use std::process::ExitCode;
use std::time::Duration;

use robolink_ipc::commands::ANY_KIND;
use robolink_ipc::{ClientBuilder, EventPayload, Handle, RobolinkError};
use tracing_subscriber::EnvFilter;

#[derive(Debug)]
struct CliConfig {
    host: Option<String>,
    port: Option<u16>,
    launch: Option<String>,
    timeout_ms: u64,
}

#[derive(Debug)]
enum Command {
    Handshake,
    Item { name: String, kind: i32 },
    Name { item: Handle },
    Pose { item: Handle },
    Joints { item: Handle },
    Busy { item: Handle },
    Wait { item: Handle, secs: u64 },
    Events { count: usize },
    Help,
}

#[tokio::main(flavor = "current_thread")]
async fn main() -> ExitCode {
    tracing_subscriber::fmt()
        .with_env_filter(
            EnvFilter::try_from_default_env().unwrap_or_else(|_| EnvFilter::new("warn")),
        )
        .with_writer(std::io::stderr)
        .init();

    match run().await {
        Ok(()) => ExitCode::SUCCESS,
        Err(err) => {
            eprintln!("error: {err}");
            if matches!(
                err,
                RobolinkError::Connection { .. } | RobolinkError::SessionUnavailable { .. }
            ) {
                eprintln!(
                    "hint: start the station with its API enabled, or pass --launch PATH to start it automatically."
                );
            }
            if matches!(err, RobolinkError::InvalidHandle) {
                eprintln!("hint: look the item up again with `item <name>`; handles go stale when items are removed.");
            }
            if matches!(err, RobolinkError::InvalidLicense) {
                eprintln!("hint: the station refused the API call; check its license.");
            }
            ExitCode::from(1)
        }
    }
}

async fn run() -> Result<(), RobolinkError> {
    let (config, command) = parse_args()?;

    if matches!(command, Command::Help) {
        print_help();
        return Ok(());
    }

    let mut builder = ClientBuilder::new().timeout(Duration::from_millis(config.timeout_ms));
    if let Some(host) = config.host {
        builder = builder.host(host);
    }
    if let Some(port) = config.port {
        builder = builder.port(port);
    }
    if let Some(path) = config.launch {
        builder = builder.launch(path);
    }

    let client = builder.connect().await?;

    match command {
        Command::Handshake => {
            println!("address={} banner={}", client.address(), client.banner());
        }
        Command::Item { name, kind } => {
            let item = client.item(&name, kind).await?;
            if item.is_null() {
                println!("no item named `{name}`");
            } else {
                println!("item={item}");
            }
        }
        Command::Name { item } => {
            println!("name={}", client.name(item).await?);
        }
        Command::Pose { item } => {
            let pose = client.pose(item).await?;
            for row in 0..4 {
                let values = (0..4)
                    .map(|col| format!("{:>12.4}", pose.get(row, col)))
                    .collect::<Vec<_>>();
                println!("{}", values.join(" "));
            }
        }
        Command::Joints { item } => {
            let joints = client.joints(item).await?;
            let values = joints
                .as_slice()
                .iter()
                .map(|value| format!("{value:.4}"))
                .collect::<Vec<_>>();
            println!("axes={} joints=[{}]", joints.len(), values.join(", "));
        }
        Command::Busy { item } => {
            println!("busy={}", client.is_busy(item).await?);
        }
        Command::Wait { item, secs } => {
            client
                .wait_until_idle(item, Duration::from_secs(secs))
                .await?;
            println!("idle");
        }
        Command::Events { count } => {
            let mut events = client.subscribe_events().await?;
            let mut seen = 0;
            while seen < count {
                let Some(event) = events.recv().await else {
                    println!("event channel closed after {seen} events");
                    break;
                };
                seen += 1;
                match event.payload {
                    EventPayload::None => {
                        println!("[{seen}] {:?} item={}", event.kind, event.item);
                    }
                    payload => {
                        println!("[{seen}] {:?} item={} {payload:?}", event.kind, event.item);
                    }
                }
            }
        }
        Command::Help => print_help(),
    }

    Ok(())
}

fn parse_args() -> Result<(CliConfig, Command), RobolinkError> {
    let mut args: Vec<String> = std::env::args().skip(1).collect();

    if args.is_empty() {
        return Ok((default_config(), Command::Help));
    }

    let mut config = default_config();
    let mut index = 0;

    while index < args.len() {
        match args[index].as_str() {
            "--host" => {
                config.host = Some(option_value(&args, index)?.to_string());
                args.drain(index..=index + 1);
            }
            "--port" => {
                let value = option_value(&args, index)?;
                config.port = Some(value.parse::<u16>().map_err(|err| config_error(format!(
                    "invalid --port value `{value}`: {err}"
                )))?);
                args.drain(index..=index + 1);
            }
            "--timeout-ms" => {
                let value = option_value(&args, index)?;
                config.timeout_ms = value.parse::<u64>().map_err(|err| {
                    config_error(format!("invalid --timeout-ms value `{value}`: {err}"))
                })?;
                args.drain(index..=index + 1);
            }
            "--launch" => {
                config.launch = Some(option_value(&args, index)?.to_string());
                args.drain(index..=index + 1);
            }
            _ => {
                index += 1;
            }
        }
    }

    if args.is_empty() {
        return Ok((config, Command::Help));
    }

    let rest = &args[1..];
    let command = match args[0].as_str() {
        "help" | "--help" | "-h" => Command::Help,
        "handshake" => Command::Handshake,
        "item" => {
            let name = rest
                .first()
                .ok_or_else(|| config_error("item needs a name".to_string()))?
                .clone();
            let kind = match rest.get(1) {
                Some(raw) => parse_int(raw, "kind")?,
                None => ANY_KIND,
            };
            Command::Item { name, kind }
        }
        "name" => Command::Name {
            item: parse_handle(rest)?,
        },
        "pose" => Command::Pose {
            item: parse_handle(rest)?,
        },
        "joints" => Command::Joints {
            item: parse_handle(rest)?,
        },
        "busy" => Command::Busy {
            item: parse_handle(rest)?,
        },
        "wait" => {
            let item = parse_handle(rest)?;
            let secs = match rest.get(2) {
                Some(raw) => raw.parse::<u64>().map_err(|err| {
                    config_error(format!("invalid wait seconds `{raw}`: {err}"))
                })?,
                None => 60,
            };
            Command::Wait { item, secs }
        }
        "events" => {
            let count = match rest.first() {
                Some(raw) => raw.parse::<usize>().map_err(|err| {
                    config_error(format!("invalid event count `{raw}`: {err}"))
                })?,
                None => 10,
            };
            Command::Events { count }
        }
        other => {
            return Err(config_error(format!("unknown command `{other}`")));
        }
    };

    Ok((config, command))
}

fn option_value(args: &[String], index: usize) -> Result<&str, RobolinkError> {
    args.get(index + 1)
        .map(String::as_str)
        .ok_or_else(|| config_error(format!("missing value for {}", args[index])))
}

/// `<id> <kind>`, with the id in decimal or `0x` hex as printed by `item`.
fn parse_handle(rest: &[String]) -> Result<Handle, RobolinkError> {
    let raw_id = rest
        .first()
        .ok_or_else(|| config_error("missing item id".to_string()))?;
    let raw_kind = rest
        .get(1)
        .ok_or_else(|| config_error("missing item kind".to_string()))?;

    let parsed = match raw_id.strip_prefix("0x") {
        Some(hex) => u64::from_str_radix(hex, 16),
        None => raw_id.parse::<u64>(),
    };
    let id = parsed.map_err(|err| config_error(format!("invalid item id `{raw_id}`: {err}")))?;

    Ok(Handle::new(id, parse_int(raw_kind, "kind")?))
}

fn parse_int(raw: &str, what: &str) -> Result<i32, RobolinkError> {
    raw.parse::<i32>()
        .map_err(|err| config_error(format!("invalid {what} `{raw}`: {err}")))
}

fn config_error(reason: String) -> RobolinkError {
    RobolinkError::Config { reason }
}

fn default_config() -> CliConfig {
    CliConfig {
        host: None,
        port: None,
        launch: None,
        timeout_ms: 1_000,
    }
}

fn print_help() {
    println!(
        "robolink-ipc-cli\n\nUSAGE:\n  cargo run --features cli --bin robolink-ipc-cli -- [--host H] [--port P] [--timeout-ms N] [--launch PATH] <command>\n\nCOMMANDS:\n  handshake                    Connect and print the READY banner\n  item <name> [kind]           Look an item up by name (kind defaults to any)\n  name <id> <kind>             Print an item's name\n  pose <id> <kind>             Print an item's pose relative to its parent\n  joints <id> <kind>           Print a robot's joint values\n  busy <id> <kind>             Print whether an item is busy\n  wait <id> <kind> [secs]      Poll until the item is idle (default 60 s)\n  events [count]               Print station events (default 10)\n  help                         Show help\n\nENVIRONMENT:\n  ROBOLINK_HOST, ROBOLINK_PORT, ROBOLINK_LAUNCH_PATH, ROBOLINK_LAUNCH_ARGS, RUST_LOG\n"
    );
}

What to work on: Return each line among the entries that holds the word "banner".

Answer box:
            println!("address={} banner={}", client.address(), client.banner());
        "robolink-ipc-cli\n\nUSAGE:\n  cargo run --features cli --bin robolink-ipc-cli -- [--host H] [--port P] [--timeout-ms N] [--launch PATH] <command>\n\nCOMMANDS:\n  handshake                    Connect and print the READY banner\n  item <name> [kind]           Look an item up by name (kind defaults to any)\n  name <id> <kind>             Print an item's name\n  pose <id> <kind>             Print an item's pose relative to its parent\n  joints <id> <kind>           Print a robot's joint values\n  busy <id> <kind>             Print whether an item is busy\n  wait <id> <kind> [secs]      Poll until the item is idle (default 60 s)\n  events [count]               Print station events (default 10)\n  help                         Show help\n\nENVIRONMENT:\n  ROBOLINK_HOST, ROBOLINK_PORT, ROBOLINK_LAUNCH_PATH, ROBOLINK_LAUNCH_ARGS, RUST_LOG\n"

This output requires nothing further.